Although QUIBI is short-lived, it has to admit that the threshold for starting a business is extremely high. One of the founders, Katzenberg, is a veteran who founded DreamWorks. He sold his Glendale-based studio to NBCUniversal for $3.8 billion in 2016. He also led Disney through the 1990s. The animation renaissance is self-evident in Hollywood. The CEO is the former eBay and HP CEO Meg Whitman, who has a lot of experience in business and management, not to mention the super team behind the team.

As a well-known Hollywood billionaire, in the era of short video and streaming media, he was placed on the gaming table with the hope of a “gamble” comeback.

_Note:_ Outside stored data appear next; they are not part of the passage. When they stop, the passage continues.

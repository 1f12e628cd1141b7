use std::collections::{hash_map, HashMap};

use parking_lot::RwLock;
use tracing::trace;

use crate::{
    config::Config,
    entry::{Entry, EntryId, OrderKey, Rank, Score, Timestamp},
    skiplist::RankList,
};


fn to_rank(position: usize) -> Rank {
    Rank::try_from(position).unwrap_or(Rank::MAX)
}

// The lookup map and the ordered index always hold the same set of ids, and
// every indexed key is exactly `entries[id].key()`.
#[derive(Debug)]
struct Inner {
    index: RankList<OrderKey>,
    entries: HashMap<EntryId, Entry>,
}

impl Inner {
    fn new(config: &Config) -> Self {
        Inner {
            index: RankList::new(config),
            entries: HashMap::new(),
        }
    }

    fn upsert(&mut self, id: EntryId, score: Score, timestamp: Timestamp) {
        match self.entries.entry(id) {
            hash_map::Entry::Vacant(slot) => {
                let entry = slot.insert(Entry::new(id, score, timestamp));
                self.index.insert(entry.key());
            }
            hash_map::Entry::Occupied(mut slot) => {
                let entry = slot.get_mut();
                // An unchanged score keeps the original timestamp, and with it
                // the entry's place among equal scores.
                if entry.score != score {
                    Self::rekey(&mut self.index, entry, score, timestamp);
                }
            }
        }
    }

    fn increment(&mut self, id: EntryId, delta: Score, timestamp: Timestamp) {
        match self.entries.get_mut(&id) {
            None => self.upsert(id, delta, timestamp),
            Some(entry) => {
                let score = entry.score.saturating_add(delta);
                Self::rekey(&mut self.index, entry, score, timestamp);
            }
        }
    }

    // The old key has to come out of the index before the entry changes.
    fn rekey(
        index: &mut RankList<OrderKey>,
        entry: &mut Entry,
        score: Score,
        timestamp: Timestamp,
    ) {
        let removed = index.remove(&entry.key());
        debug_assert!(removed, "entry {} missing from the index", entry.id);
        entry.score = score;
        entry.timestamp = timestamp;
        index.insert(entry.key());
    }

    fn remove(&mut self, id: EntryId) -> bool {
        match self.entries.remove(&id) {
            Some(entry) => {
                let removed = self.index.remove(&entry.key());
                debug_assert!(removed, "entry {} missing from the index", id);
                true
            }
            None => false,
        }
    }
}

/// A ranking over entries keyed by id.
///
/// Mutations take the write lock for their whole body and queries take the
/// read lock, so concurrent callers observe some serial order of calls.
/// Entries handed out are copies stamped with the rank they had when the
/// query ran.
#[derive(Debug)]
pub struct RankTable {
    inner: RwLock<Inner>,
}

impl Default for RankTable {
    fn default() -> Self {
        Self::new()
    }
}

impl RankTable {
    pub fn new() -> Self {
        Self::with_config(&Config::default())
    }

    pub fn with_config(config: &Config) -> Self {
        RankTable {
            inner: RwLock::new(Inner::new(config)),
        }
    }

    /// Builds a table by replaying `upsert` for every entry. Stamped ranks on
    /// the input are ignored.
    pub fn from_entries<I>(config: &Config, entries: I) -> Self
    where
        I: IntoIterator<Item = Entry>,
    {
        let mut inner = Inner::new(config);
        for e in entries {
            inner.upsert(e.id, e.score, e.timestamp);
        }
        trace!(len = inner.entries.len(), "rebuilt rank table");
        RankTable {
            inner: RwLock::new(inner),
        }
    }

    /// Sets the score of `id`, creating the entry if needed. Setting the
    /// score it already has changes nothing, not even the timestamp.
    pub fn upsert(&self, id: EntryId, score: Score, timestamp: Timestamp) {
        self.inner.write().upsert(id, score, timestamp);
        trace!(id, score, timestamp, "upsert");
    }

    /// Adds `delta` to the score of `id`, creating the entry with score
    /// `delta` if needed. Every call refreshes the timestamp, including a
    /// zero delta. Scores saturate at the `i64` bounds.
    pub fn increment(&self, id: EntryId, delta: Score, timestamp: Timestamp) {
        self.inner.write().increment(id, delta, timestamp);
        trace!(id, delta, timestamp, "increment");
    }

    pub fn remove(&self, id: EntryId) -> bool {
        let removed = self.inner.write().remove(id);
        trace!(id, removed, "remove");
        removed
    }

    pub fn query_by_id(&self, id: EntryId) -> Option<Entry> {
        let inner = self.inner.read();
        let entry = inner.entries.get(&id)?;
        let rank = inner.index.rank_of(&entry.key())?;
        Some(entry.ranked(to_rank(rank + 1)))
    }

    /// The entry at 1-based `rank`.
    pub fn query_by_rank(&self, rank: Rank) -> Option<Entry> {
        let position = usize::try_from(rank).ok()?.checked_sub(1)?;
        let inner = self.inner.read();
        let key = inner.index.get(position)?;
        Some(Entry::from(*key).ranked(rank))
    }

    /// Entries ranked `min..=max`, 1-based. `min` is raised to 1 and `max`
    /// lowered to the table length before the range is read.
    pub fn query_by_rank_range(&self, min: Rank, max: Rank) -> Vec<Entry> {
        let inner = self.inner.read();
        let min = min.max(1);
        let max = max.min(to_rank(inner.index.len()));
        if min > max {
            return Vec::new();
        }
        // Both bounds are positive here.
        let (first, last) = (min as usize - 1, max as usize - 1);
        inner
            .index
            .range(first, last)
            .into_iter()
            .map(|(position, key)| Entry::from(key).ranked(to_rank(position + 1)))
            .collect()
    }

    pub fn len(&self) -> usize {
        self.inner.read().entries.len()
    }

    pub fn is_empty(&self) -> bool {
        self.inner.read().entries.is_empty()
    }

    pub fn contains(&self, id: EntryId) -> bool {
        self.inner.read().entries.contains_key(&id)
    }

    /// Every entry in rank order, stamped with its rank. The copy is taken
    /// under one read lock, so it is a consistent point-in-time view.
    pub fn entries(&self) -> Vec<Entry> {
        let inner = self.inner.read();
        inner
            .index
            .iter()
            .map(|(position, key)| Entry::from(*key).ranked(to_rank(position + 1)))
            .collect()
    }

    #[cfg(test)]
    pub(crate) fn check_invariants(&self) {
        let inner = self.inner.read();
        inner.index.check_invariants();
        assert_eq!(inner.index.len(), inner.entries.len());
        for (id, entry) in &inner.entries {
            assert_eq!(*id, entry.id);
            assert!(
                inner.index.contains(&entry.key()),
                "entry {} not indexed under its current key",
                id
            );
        }
    }
}
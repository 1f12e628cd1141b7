use std::{fs, io, path::Path};

use anyhow::{bail, Context};
use serde::{Deserialize, Serialize};
use tracing::debug;

use crate::{fs::write_atomic, skiplist::MAX_LEVEL};

pub const DEFAULT_LEVEL_PROBABILITY: f64 = 0.25;

/// Tunables for the ordered index of every table built from this config.
#[derive(Debug, Clone, PartialEq, Serialize, Deserialize)]
#[serde(default, deny_unknown_fields)]
pub struct Config {
    /// Upper bound on the number of levels a node may draw, at most 32.
    pub max_level: usize,
    /// Probability that a node is promoted one more level.
    pub level_probability: f64,
    /// Fixed seed for level draws. `None` seeds from the OS.
    pub seed: Option<u64>,
}

impl Default for Config {
    fn default() -> Self {
        Config {
            max_level: MAX_LEVEL,
            level_probability: DEFAULT_LEVEL_PROBABILITY,
            seed: None,
        }
    }
}

impl Config {
    pub fn seeded(seed: u64) -> Self {
        Config {
            seed: Some(seed),
            ..Config::default()
        }
    }

    /// Reads the JSON config at `path`. If there is no file yet, the default
    /// config is written there and returned.
    pub fn load<P>(path: P) -> anyhow::Result<Self>
    where
        P: AsRef<Path>,
    {
        let path = path.as_ref();
        match fs::read_to_string(path) {
            Ok(contents) => {
                let config: Config = serde_json::from_str(&contents)
                    .with_context(|| format!("parsing config {}", path.display()))?;
                config.validate()?;
                Ok(config)
            }
            Err(e) if e.kind() == io::ErrorKind::NotFound => {
                debug!(path = %path.display(), "no config found, writing defaults");
                let config = Config::default();
                config.write(path)?;
                Ok(config)
            }
            Err(e) => Err(e).with_context(|| format!("reading config {}", path.display())),
        }
    }

    pub fn write<P>(&self, path: P) -> anyhow::Result<()>
    where
        P: AsRef<Path>,
    {
        let path = path.as_ref();
        let encoded = serde_json::to_string_pretty(self)?;
        write_atomic(path, encoded.as_bytes())
            .with_context(|| format!("writing config {}", path.display()))?;
        Ok(())
    }

    pub fn validate(&self) -> anyhow::Result<()> {
        if self.max_level == 0 || self.max_level > MAX_LEVEL {
            bail!(
                "max_level must be between 1 and {}, got {}",
                MAX_LEVEL,
                self.max_level
            );
        }
        if !(self.level_probability > 0.0 && self.level_probability < 1.0) {
            bail!(
                "level_probability must be in (0, 1), got {}",
                self.level_probability
            );
        }
        Ok(())
    }
}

For emerging entrepreneurial teams, the threshold of “Internet + content” entrepreneurship is getting higher and higher. The six major Hollywood monopolies are the earliest monopolies formed in the upstream content. They have lasted for nearly a hundred years and are still full of vitality. In terms of Internet streaming media, Netflix, youtube, and tik tok are forming new monopolies. Even if there are competitors, they are Apple, Disney, Facebook, etc. Oligopoly in other fields. Not only the entrepreneurial project, the founder and the leadership team, and the financial support must be absolutely perfect, but also good luck from heaven. Any mistake in any link will be forever.

QUIBI seems to have a very tempting option for latecomers, even if it doesn’t want to admit it. To reiterate, product failure is not terrible. Innovation, challenge and continuous thinking are the roots of the continuous birth of this industry.